Directions for this task:
Below are records; reproduce exactly the lines from the one that has "assert_eq!(line.player, Player::X);" through the one that has "assert!(game.winning_line().is_none());", ends included, and nothing more.

(Stored data entries)
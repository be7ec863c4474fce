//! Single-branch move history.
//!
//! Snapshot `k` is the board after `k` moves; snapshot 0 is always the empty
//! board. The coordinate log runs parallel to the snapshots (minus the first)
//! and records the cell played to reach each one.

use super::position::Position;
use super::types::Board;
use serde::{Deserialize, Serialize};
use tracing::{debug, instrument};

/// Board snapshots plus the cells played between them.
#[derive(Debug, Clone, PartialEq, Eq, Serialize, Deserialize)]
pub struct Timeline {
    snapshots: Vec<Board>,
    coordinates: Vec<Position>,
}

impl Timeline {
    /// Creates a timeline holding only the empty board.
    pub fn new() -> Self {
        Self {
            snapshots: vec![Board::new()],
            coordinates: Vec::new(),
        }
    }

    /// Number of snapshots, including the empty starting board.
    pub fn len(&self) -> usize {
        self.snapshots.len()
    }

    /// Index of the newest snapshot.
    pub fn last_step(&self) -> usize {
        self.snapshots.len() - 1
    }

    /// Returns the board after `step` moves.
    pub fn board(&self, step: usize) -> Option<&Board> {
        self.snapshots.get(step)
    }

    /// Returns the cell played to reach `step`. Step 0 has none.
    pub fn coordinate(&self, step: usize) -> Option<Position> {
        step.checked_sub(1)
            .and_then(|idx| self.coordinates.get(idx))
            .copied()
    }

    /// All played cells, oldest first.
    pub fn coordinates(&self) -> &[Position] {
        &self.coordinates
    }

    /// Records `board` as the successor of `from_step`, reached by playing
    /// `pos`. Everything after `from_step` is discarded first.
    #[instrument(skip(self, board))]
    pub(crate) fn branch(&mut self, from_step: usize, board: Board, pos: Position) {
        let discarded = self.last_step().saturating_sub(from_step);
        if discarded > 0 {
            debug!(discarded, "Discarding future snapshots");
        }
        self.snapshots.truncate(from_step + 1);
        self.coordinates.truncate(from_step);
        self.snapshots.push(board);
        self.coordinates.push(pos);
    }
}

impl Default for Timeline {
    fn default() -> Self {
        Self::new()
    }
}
--
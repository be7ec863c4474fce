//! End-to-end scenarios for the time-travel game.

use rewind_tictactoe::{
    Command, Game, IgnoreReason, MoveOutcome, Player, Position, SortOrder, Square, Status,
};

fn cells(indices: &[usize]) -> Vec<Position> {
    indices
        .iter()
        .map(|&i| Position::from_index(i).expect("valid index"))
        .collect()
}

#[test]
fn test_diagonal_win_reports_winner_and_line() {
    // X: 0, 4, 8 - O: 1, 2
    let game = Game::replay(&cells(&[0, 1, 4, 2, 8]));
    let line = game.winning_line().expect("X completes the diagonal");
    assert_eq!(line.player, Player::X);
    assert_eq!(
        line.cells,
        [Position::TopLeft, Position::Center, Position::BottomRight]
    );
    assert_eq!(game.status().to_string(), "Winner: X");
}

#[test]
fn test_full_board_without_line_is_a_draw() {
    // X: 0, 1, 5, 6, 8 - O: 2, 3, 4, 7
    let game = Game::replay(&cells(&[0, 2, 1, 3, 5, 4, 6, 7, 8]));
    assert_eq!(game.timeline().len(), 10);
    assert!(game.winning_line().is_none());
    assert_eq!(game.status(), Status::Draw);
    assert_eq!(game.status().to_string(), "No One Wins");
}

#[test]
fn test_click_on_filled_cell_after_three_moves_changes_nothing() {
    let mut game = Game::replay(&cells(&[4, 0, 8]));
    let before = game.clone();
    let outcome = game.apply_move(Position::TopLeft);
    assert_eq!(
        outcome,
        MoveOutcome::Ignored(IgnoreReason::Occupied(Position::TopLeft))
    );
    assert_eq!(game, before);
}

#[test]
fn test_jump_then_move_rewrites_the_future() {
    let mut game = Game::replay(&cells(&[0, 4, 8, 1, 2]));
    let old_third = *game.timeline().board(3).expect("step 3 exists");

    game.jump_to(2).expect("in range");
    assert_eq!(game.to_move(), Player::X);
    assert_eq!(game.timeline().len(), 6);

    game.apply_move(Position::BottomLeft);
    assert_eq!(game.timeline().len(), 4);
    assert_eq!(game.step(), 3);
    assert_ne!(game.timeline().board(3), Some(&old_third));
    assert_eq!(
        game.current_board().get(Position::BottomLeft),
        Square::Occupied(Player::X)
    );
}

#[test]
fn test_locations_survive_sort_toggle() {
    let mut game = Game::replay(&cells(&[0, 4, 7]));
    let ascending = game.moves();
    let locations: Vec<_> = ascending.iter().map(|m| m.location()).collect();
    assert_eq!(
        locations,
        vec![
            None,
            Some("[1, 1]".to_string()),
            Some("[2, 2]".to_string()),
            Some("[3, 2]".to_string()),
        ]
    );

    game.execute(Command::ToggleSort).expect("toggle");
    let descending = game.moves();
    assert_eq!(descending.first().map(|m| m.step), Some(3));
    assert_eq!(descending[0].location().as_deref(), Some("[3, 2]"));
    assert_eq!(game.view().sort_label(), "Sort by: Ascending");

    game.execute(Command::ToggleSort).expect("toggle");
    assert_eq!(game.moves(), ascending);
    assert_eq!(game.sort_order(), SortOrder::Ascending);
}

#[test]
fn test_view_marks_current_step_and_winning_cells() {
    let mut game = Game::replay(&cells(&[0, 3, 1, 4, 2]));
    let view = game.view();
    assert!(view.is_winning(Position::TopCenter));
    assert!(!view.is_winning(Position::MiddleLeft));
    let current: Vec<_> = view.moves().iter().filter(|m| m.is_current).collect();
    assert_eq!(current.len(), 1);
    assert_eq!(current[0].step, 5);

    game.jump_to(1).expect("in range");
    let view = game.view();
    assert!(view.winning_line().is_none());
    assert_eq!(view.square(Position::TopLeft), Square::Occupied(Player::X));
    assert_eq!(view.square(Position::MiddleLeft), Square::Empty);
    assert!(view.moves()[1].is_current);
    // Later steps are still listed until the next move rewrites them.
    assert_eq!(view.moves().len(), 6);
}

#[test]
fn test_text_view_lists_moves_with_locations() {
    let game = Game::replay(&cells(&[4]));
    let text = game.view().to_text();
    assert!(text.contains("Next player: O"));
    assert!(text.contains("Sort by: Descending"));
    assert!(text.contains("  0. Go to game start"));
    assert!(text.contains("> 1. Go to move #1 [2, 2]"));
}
* * *
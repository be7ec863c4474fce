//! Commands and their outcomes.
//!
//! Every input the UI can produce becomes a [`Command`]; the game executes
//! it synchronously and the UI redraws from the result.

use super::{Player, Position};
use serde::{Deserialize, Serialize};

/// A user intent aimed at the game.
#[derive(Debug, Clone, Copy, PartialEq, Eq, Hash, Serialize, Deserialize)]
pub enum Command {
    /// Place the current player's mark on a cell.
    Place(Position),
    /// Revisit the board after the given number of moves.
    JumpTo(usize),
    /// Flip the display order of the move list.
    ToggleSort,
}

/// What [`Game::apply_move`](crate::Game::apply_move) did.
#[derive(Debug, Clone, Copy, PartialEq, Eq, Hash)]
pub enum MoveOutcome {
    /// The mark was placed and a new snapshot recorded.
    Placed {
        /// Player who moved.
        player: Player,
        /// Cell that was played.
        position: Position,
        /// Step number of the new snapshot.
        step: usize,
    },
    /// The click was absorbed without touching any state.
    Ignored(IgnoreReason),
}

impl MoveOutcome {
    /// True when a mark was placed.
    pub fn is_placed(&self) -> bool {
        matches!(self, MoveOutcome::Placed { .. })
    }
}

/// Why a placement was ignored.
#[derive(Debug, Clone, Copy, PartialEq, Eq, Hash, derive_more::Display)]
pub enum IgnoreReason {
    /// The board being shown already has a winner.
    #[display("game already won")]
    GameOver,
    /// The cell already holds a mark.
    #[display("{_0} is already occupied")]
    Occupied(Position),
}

Response:
    assert_eq!(line.player, Player::X);
    assert_eq!(
        line.cells,
        [Position::TopLeft, Position::Center, Position::BottomRight]
    );
    assert_eq!(game.status().to_string(), "Winner: X");
}

#[test]
fn test_full_board_without_line_is_a_draw() {
    // X: 0, 1, 5, 6, 8 - O: 2, 3, 4, 7
    let game = Game::replay(&cells(&[0, 2, 1, 3, 5, 4, 6, 7, 8]));
    assert_eq!(game.timeline().len(), 10);
    assert!(game.winning_line().is_none());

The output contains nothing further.